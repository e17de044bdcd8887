use crate::context::ScanContext;
use crate::error::{ErrorKind, Result};
use crate::notify::{Event, Notifier, Subscription};
use crate::scanner::{Items, Scanner, ScannerHandle};
use std::cell::RefCell;
use std::rc::Rc;

struct Member<T> {
    scanner: ScannerHandle<T>,
    _subscription: Subscription,
}
impl<T> Member<T> {
    fn new(scanner: ScannerHandle<T>, downstream: &Notifier) -> Self {
        let downstream = downstream.clone();
        let subscription = scanner.notifier().subscribe(move |event| match event {
            Event::PropertyChanged(_) => downstream.property_changed("Scanners"),
            Event::CollectionChanged(_) => downstream.changed("Scanners"),
        });
        Self {
            scanner,
            _subscription: subscription,
        }
    }
}

/// Concatenates the items of an ordered, mutable list of member scanners.
///
/// Every mutating call raises exactly one `"Scanners"` property change
/// followed by one collection reset, however many members it touched. Member
/// notifications are forwarded: a collection change as the same pair, a
/// property change as a `"Scanners"` property change.
///
/// Notifications are raised, and removed members released, only after the
/// member list is no longer borrowed, so handlers may mutate the aggregate.
pub struct Aggregate<T> {
    members: RefCell<Vec<Member<T>>>,
    notifier: Notifier,
}
impl<T> Aggregate<T> {
    pub fn new() -> Self {
        Self {
            members: RefCell::default(),
            notifier: Notifier::new(),
        }
    }

    /// An aggregate over `scanners`, in order. Raises nothing.
    pub fn with_members(scanners: impl IntoIterator<Item = ScannerHandle<T>>) -> Self {
        let aggregate = Self::new();
        let members = scanners.into_iter().map(|scanner| Member::new(scanner, &aggregate.notifier)).collect();
        *aggregate.members.borrow_mut() = members;
        aggregate
    }

    pub fn len(&self) -> usize {
        self.members.borrow().len()
    }

    pub fn is_empty(&self) -> bool {
        self.members.borrow().is_empty()
    }

    pub fn members(&self) -> Vec<ScannerHandle<T>> {
        self.members.borrow().iter().map(|member| member.scanner.clone()).collect()
    }

    pub fn contains(&self, scanner: &ScannerHandle<T>) -> bool {
        self.position(scanner).is_some()
    }

    pub fn add(&self, scanner: ScannerHandle<T>) {
        let member = Member::new(scanner, &self.notifier);
        self.members.borrow_mut().push(member);
        self.membership_changed("add", 1);
    }

    /// Append every scanner in order. Raises once, and only if anything was
    /// added.
    pub fn extend(&self, scanners: impl IntoIterator<Item = ScannerHandle<T>>) {
        let added: Vec<Member<T>> = scanners.into_iter().map(|scanner| Member::new(scanner, &self.notifier)).collect();
        if added.is_empty() {
            return;
        }
        let count = added.len();
        self.members.borrow_mut().extend(added);
        self.membership_changed("extend", count);
    }

    pub fn insert(&self, index: usize, scanner: ScannerHandle<T>) -> Result<()> {
        let len = self.len();
        if index > len {
            exn::bail!(ErrorKind::IndexOutOfRange { index, len });
        }
        let member = Member::new(scanner, &self.notifier);
        self.members.borrow_mut().insert(index, member);
        self.membership_changed("insert", 1);
        Ok(())
    }

    /// Remove the first occurrence of `scanner`. Returns `false`, raising
    /// nothing, when it isn't a member.
    pub fn remove(&self, scanner: &ScannerHandle<T>) -> bool {
        let removed = {
            let mut members = self.members.borrow_mut();
            let position = members.iter().position(|member| ScannerHandle::ptr_eq(&member.scanner, scanner));
            position.map(|index| members.remove(index))
        };
        let Some(removed) = removed else {
            return false;
        };
        drop(removed);
        self.membership_changed("remove", 1);
        true
    }

    /// Swap the member at `index` for `scanner`, returning the previous one.
    pub fn replace(&self, index: usize, scanner: ScannerHandle<T>) -> Result<ScannerHandle<T>> {
        let len = self.len();
        if index >= len {
            exn::bail!(ErrorKind::IndexOutOfRange { index, len });
        }
        let member = Member::new(scanner, &self.notifier);
        let previous = std::mem::replace(&mut self.members.borrow_mut()[index], member);
        let scanner = previous.scanner.clone();
        drop(previous);
        self.membership_changed("replace", 1);
        Ok(scanner)
    }

    /// Remove every member. Always raises, even when already empty.
    pub fn clear(&self) {
        let removed = std::mem::take(&mut *self.members.borrow_mut());
        let count = removed.len();
        drop(removed);
        self.membership_changed("clear", count);
    }

    fn position(&self, scanner: &ScannerHandle<T>) -> Option<usize> {
        self.members.borrow().iter().position(|member| ScannerHandle::ptr_eq(&member.scanner, scanner))
    }

    fn membership_changed(&self, operation: &'static str, count: usize) {
        tracing::debug!(operation, count, members = self.len(), "Aggregate membership changed");
        self.notifier.changed("Scanners");
    }
}
impl<T> Default for Aggregate<T> {
    fn default() -> Self {
        Self::new()
    }
}

impl<T: 'static> Scanner<T> for Aggregate<T> {
    fn scan<'a>(self: Rc<Self>, context: &'a ScanContext) -> Items<'a, T> {
        // Membership changes made while the sequence is consumed don't affect it.
        Box::new(self.members().into_iter().flat_map(move |member| member.scan(context)))
    }

    fn notifier(&self) -> &Notifier {
        &self.notifier
    }

    fn as_aggregate(&self) -> Option<&Aggregate<T>> {
        Some(self)
    }
}
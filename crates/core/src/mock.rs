//! In-memory scanner for testing.

use crate::context::ScanContext;
use crate::error::{ErrorKind, Result};
use crate::notify::{Event, Notifier};
use crate::scanner::{Items, Scanner, ScannerHandle};
use std::cell::{Cell, RefCell};
use std::rc::Rc;

/// In-memory scanner for testing.
///
/// Yields a clone of its items on every scan and counts how often it was
/// pulled, so tests can tell whether an operator (a cache, say) went back to
/// its parent. Notifications never fire on their own; tests raise them with
/// [`raise`](Self::raise).
pub struct MockScanner<T> {
    items: RefCell<Vec<T>>,
    fault_at: Cell<Option<usize>>,
    pulls: Cell<usize>,
    notifier: Notifier,
}
impl<T> MockScanner<T> {
    pub fn new(items: impl IntoIterator<Item = T>) -> Self {
        Self {
            items: RefCell::new(items.into_iter().collect()),
            fault_at: Cell::new(None),
            pulls: Cell::new(0),
            notifier: Notifier::new(),
        }
    }

    /// Yield an `Err` element in place of the item at `index` (or after the
    /// last item, when `index` is past the end).
    pub fn with_fault_at(self, index: usize) -> Self {
        self.fault_at.set(Some(index));
        self
    }

    pub fn clear_fault(&self) {
        self.fault_at.set(None);
    }

    /// Replace the items returned by subsequent scans. Raises nothing.
    pub fn set_items(&self, items: impl IntoIterator<Item = T>) {
        *self.items.borrow_mut() = items.into_iter().collect();
    }

    /// Number of times [`scan`](Scanner::scan) has been called.
    pub fn pulls(&self) -> usize {
        self.pulls.get()
    }

    pub fn raise(&self, event: &Event) {
        self.notifier.notify(event);
    }
}
impl<T: Clone + 'static> MockScanner<T> {
    pub fn handle(self) -> ScannerHandle<T> {
        ScannerHandle::new(self)
    }
}

impl<T: Clone + 'static> Scanner<T> for MockScanner<T> {
    fn scan<'a>(self: Rc<Self>, _context: &'a ScanContext) -> Items<'a, T> {
        self.pulls.set(self.pulls.get() + 1);
        let mut items: Vec<Result<T>> = self.items.borrow().iter().cloned().map(Ok).collect();
        if let Some(index) = self.fault_at.get() {
            let fault = Err(exn::Exn::from(ErrorKind::Source("mock".to_string())));
            if index < items.len() {
                items[index] = fault;
            } else {
                items.push(fault);
            }
        }
        Box::new(items.into_iter())
    }

    fn notifier(&self) -> &Notifier {
        &self.notifier
    }
}

#[cfg(test)]
mod tests {
    use super::*;

    #[test]
    fn test_counts_pulls() {
        let mock = Rc::new(MockScanner::new(["a", "b"]));
        let handle = ScannerHandle::from(Rc::clone(&mock));
        let ctx = ScanContext::new();
        handle.collect(&ctx).unwrap();
        handle.collect(&ctx).unwrap();
        assert_eq!(mock.pulls(), 2);
    }

    #[test]
    fn test_fault_replaces_item() {
        let handle = MockScanner::new([1, 2, 3]).with_fault_at(1).handle();
        let results: Vec<_> = handle.scan(&ScanContext::new()).collect();
        assert!(matches!(results[0], Ok(1)));
        assert!(matches!(&results[1], Err(e) if matches!(&**e, ErrorKind::Source(_))));
        assert!(matches!(results[2], Ok(3)));
    }

    #[test]
    fn test_set_items() {
        let mock = Rc::new(MockScanner::new([1]));
        mock.set_items([4, 5]);
        let handle = ScannerHandle::from(Rc::clone(&mock));
        assert_eq!(handle.collect(&ScanContext::new()).unwrap(), vec![4, 5]);
    }
}
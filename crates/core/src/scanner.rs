//! The scanner contract.
//!
//! A [`Scanner`] is a node in a pipeline. Leaves produce items, operators wrap
//! a parent and reshape what it produces. Nothing is enumerated until
//! [`scan`](ScannerHandle::scan) is called with a [`ScanContext`], and every
//! call pulls through the chain again (only [`Cache`] remembers anything).

use crate::context::ScanContext;
use crate::error::Result;
use crate::notify::Notifier;
use crate::ops::{Aggregate, Cache, Filter};
use std::fmt;
use std::ops::Deref;
use std::rc::Rc;

/// A lazily evaluated sequence of scanned items.
///
/// Faults travel as `Err` elements; operators pass them through untouched.
pub type Items<'a, T> = Box<dyn Iterator<Item = Result<T>> + 'a>;

/// Pull contract shared by every pipeline node.
///
/// Implementors receive themselves as an `Rc` so the returned sequence can hold
/// on to whatever node state it needs, borrowing nothing but the context.
pub trait Scanner<T> {
    /// Enumerate the items this node provides for `context`.
    fn scan<'a>(self: Rc<Self>, context: &'a ScanContext) -> Items<'a, T>;

    /// The node's change notifications.
    fn notifier(&self) -> &Notifier;

    /// Downcast to a filter, if this node is one. Lets the fluent surface
    /// extend an existing filter instead of stacking a new one.
    fn as_filter(&self) -> Option<&Filter<T>> {
        None
    }

    fn as_cache(&self) -> Option<&Cache<T>> {
        None
    }

    fn as_aggregate(&self) -> Option<&Aggregate<T>> {
        None
    }
}

/// Shared handle to a pipeline node.
///
/// Cloning is cheap and yields another handle to the same node; node identity
/// is pointer identity (see [`ptr_eq`](Self::ptr_eq)).
pub struct ScannerHandle<T>(Rc<dyn Scanner<T>>);

impl<T> ScannerHandle<T> {
    pub fn new<S>(scanner: S) -> Self
    where
        S: Scanner<T> + 'static,
    {
        Self(Rc::new(scanner))
    }

    /// Enumerate the node's items for `context`.
    pub fn scan<'a>(&self, context: &'a ScanContext) -> Items<'a, T> {
        Rc::clone(&self.0).scan(context)
    }

    /// Run the pipeline to completion, stopping at the first fault.
    pub fn collect(&self, context: &ScanContext) -> Result<Vec<T>> {
        self.scan(context).collect()
    }

    /// `true` when both handles refer to the same node.
    pub fn ptr_eq(this: &Self, other: &Self) -> bool {
        Rc::ptr_eq(&this.0, &other.0)
    }
}
impl<T> Clone for ScannerHandle<T> {
    fn clone(&self) -> Self {
        Self(Rc::clone(&self.0))
    }
}
impl<T> Deref for ScannerHandle<T> {
    type Target = dyn Scanner<T>;

    fn deref(&self) -> &Self::Target {
        self.0.as_ref()
    }
}
impl<T, S> From<Rc<S>> for ScannerHandle<T>
where
    S: Scanner<T> + 'static,
{
    fn from(scanner: Rc<S>) -> Self {
        Self(scanner)
    }
}
impl<T> fmt::Debug for ScannerHandle<T> {
    fn fmt(&self, f: &mut fmt::Formatter<'_>) -> fmt::Result {
        f.debug_struct("ScannerHandle")
            .field("node", &Rc::as_ptr(&self.0).cast::<()>())
            .field("subscribers", &self.0.notifier().subscriber_count())
            .finish()
    }
}
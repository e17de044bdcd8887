//! Per-invocation scan context.

use crate::ignore::IgnoreException;
use std::any::{Any, TypeId, type_name};
use std::collections::HashMap;
use std::error::Error as StdError;
use std::fmt;
use std::rc::Rc;

/// Marker for values that can be stored in a [`ScanContext`].
///
/// Options alter how leaf adapters behave at runtime: which reader
/// parameters to use, which per-run caches to share, and so on. At most one
/// instance of each option type lives in a context.
pub trait ScanOption: Any {}

/// Runtime options for a single top-level scan.
///
/// Create a fresh context for each scan request (or chain of scans that
/// should share per-run caches); a context carries no history otherwise.
///
/// A context holds two things:
/// - an ordered list of [ignore policies](IgnoreException), consulted by
///   bridging adapters when they catch a fault they don't already know how to
///   absorb, and
/// - a registry of [`ScanOption`]s keyed by type. Registration is "first
///   write wins"; [`replace_option`](Self::replace_option) overrides
///   explicitly. Adapters that need an option which isn't present create the
///   default lazily via [`option_or_insert_with`](Self::option_or_insert_with).
///
/// Contexts are `!Sync`: lazy option registration mutates the registry
/// through a shared reference, so one context must never be used by two
/// threads at once.
#[derive(Default)]
pub struct ScanContext {
    ignore: Vec<Rc<dyn IgnoreException>>,
    options: std::cell::RefCell<HashMap<TypeId, Rc<dyn Any>>>,
}
impl ScanContext {
    pub fn new() -> Self {
        Self::default()
    }

    /// Append an ignore policy (builder style).
    pub fn with_ignore(mut self, policy: impl IgnoreException + 'static) -> Self {
        self.add_ignore(policy);
        self
    }

    /// Append an ignore policy. Policies are consulted in registration order.
    pub fn add_ignore(&mut self, policy: impl IgnoreException + 'static) {
        self.ignore.push(Rc::new(policy));
    }

    pub fn ignore_policy_count(&self) -> usize {
        self.ignore.len()
    }

    /// Ask every installed policy whether `error`, caught while performing
    /// `operation`, should be swallowed. Any `true` wins.
    pub fn ignore_exception(&self, operation: &str, error: &(dyn StdError + 'static)) -> bool {
        self.ignore.iter().any(|policy| policy.ignore_exception(operation, error))
    }

    /// Register an option (builder style). Ignored if an option of the same
    /// type is already present.
    pub fn with_option<T: ScanOption>(mut self, option: T) -> Self {
        self.insert_option(option);
        self
    }

    /// Register an option unless one of the same type already exists.
    ///
    /// Returns `false` (and drops `option`) when the slot was taken.
    pub fn insert_option<T: ScanOption>(&mut self, option: T) -> bool {
        let options = self.options.get_mut();
        if options.contains_key(&TypeId::of::<T>()) {
            tracing::trace!(option = type_name::<T>(), "Scan option already registered; keeping the first");
            return false;
        }
        options.insert(TypeId::of::<T>(), Rc::new(option));
        true
    }

    /// Register an option, returning whichever instance it displaced.
    pub fn replace_option<T: ScanOption>(&mut self, option: T) -> Option<Rc<T>> {
        let previous = self.options.get_mut().insert(TypeId::of::<T>(), Rc::new(option));
        previous.and_then(|any| any.downcast::<T>().ok())
    }

    pub fn option<T: ScanOption>(&self) -> Option<Rc<T>> {
        let options = self.options.borrow();
        options.get(&TypeId::of::<T>()).cloned().and_then(|any| any.downcast::<T>().ok())
    }

    pub fn contains_option<T: ScanOption>(&self) -> bool {
        self.options.borrow().contains_key(&TypeId::of::<T>())
    }

    /// Look up an option, lazily constructing and registering it when absent.
    ///
    /// This is the extension point leaf adapters use for per-run state.
    pub fn option_or_insert_with<T: ScanOption>(&self, create: impl FnOnce() -> T) -> Rc<T> {
        if let Some(existing) = self.option::<T>() {
            return existing;
        }
        // `create` runs without the registry borrowed, so it may consult the
        // context itself.
        let created = Rc::new(create());
        let mut options = self.options.borrow_mut();
        let slot = options.entry(TypeId::of::<T>()).or_insert_with(|| {
            tracing::trace!(option = type_name::<T>(), "Registering default scan option");
            Rc::clone(&created) as Rc<dyn Any>
        });
        // If `create` registered an instance of its own, that one wins.
        Rc::clone(slot).downcast::<T>().unwrap_or(created)
    }

    pub fn option_or_default<T: ScanOption + Default>(&self) -> Rc<T> {
        self.option_or_insert_with(T::default)
    }
}
impl fmt::Debug for ScanContext {
    fn fmt(&self, f: &mut fmt::Formatter<'_>) -> fmt::Result {
        f.debug_struct("ScanContext")
            .field("ignore_policies", &self.ignore.len())
            .field("options", &self.options.borrow().len())
            .finish()
    }
}
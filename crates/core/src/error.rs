//! Pipeline Error Types
//!
//! This module provides structured errors using `exn` for automatic location
//! tracking and error tree construction. Operators never catch anything:
//! errors either come from a usage mistake at pipeline-build time, or they
//! were raised by a leaf adapter and travel through the chain untouched.

use derive_more::{Display, Error};

/// A pipeline error with automatic location tracking.
pub type Error = exn::Exn<ErrorKind>;
/// Result type alias for pipeline operations.
pub type Result<T> = std::result::Result<T, Error>;

/// Actionable error categories.
///
/// ### Usage Errors
/// Returned synchronously from the call that violated a precondition.
/// - [`ErrorKind::ExcludeWithoutInclude`]
/// - [`ErrorKind::IndexOutOfRange`]
///
/// ### Data Errors
/// Surfaced as `Err` elements of a scanned sequence.
/// - [`ErrorKind::Source`]
/// - [`ErrorKind::Transform`]
#[derive(Debug, Display, Error, Clone, PartialEq, Eq)]
pub enum ErrorKind {
    /// An exclude predicate was added to a filter that has no include
    /// predicates; the filter would never yield anything.
    #[display("at least one include must exist before an exclude can be added")]
    ExcludeWithoutInclude,
    /// An aggregate member index was outside the member list.
    #[display("scanner index {index} is out of range for {len} members")]
    IndexOutOfRange { index: usize, len: usize },
    /// A leaf adapter failed with a fault that no ignore policy swallowed.
    #[display("source operation '{_0}' failed")]
    Source(#[error(not(source))] String),
    /// A projection function failed.
    #[display("transform failed")]
    Transform,
}

impl ErrorKind {
    /// Returns `true` if retrying might succeed.
    pub fn is_retryable(&self) -> bool {
        // Usage errors will fail the same way every time; a source may have
        // hit something transient (the leaf error tree has the details).
        matches!(self, Self::Source(_))
    }
}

◇ ◇ ◇ ◇ ◇

■ WHAT IS REQUIRED:
From the lines above, copy those that contain the word "HashMap".

■ WRITTEN SOLUTION:
use std::collections::HashMap;
    options: std::cell::RefCell<HashMap<TypeId, Rc<dyn Any>>>,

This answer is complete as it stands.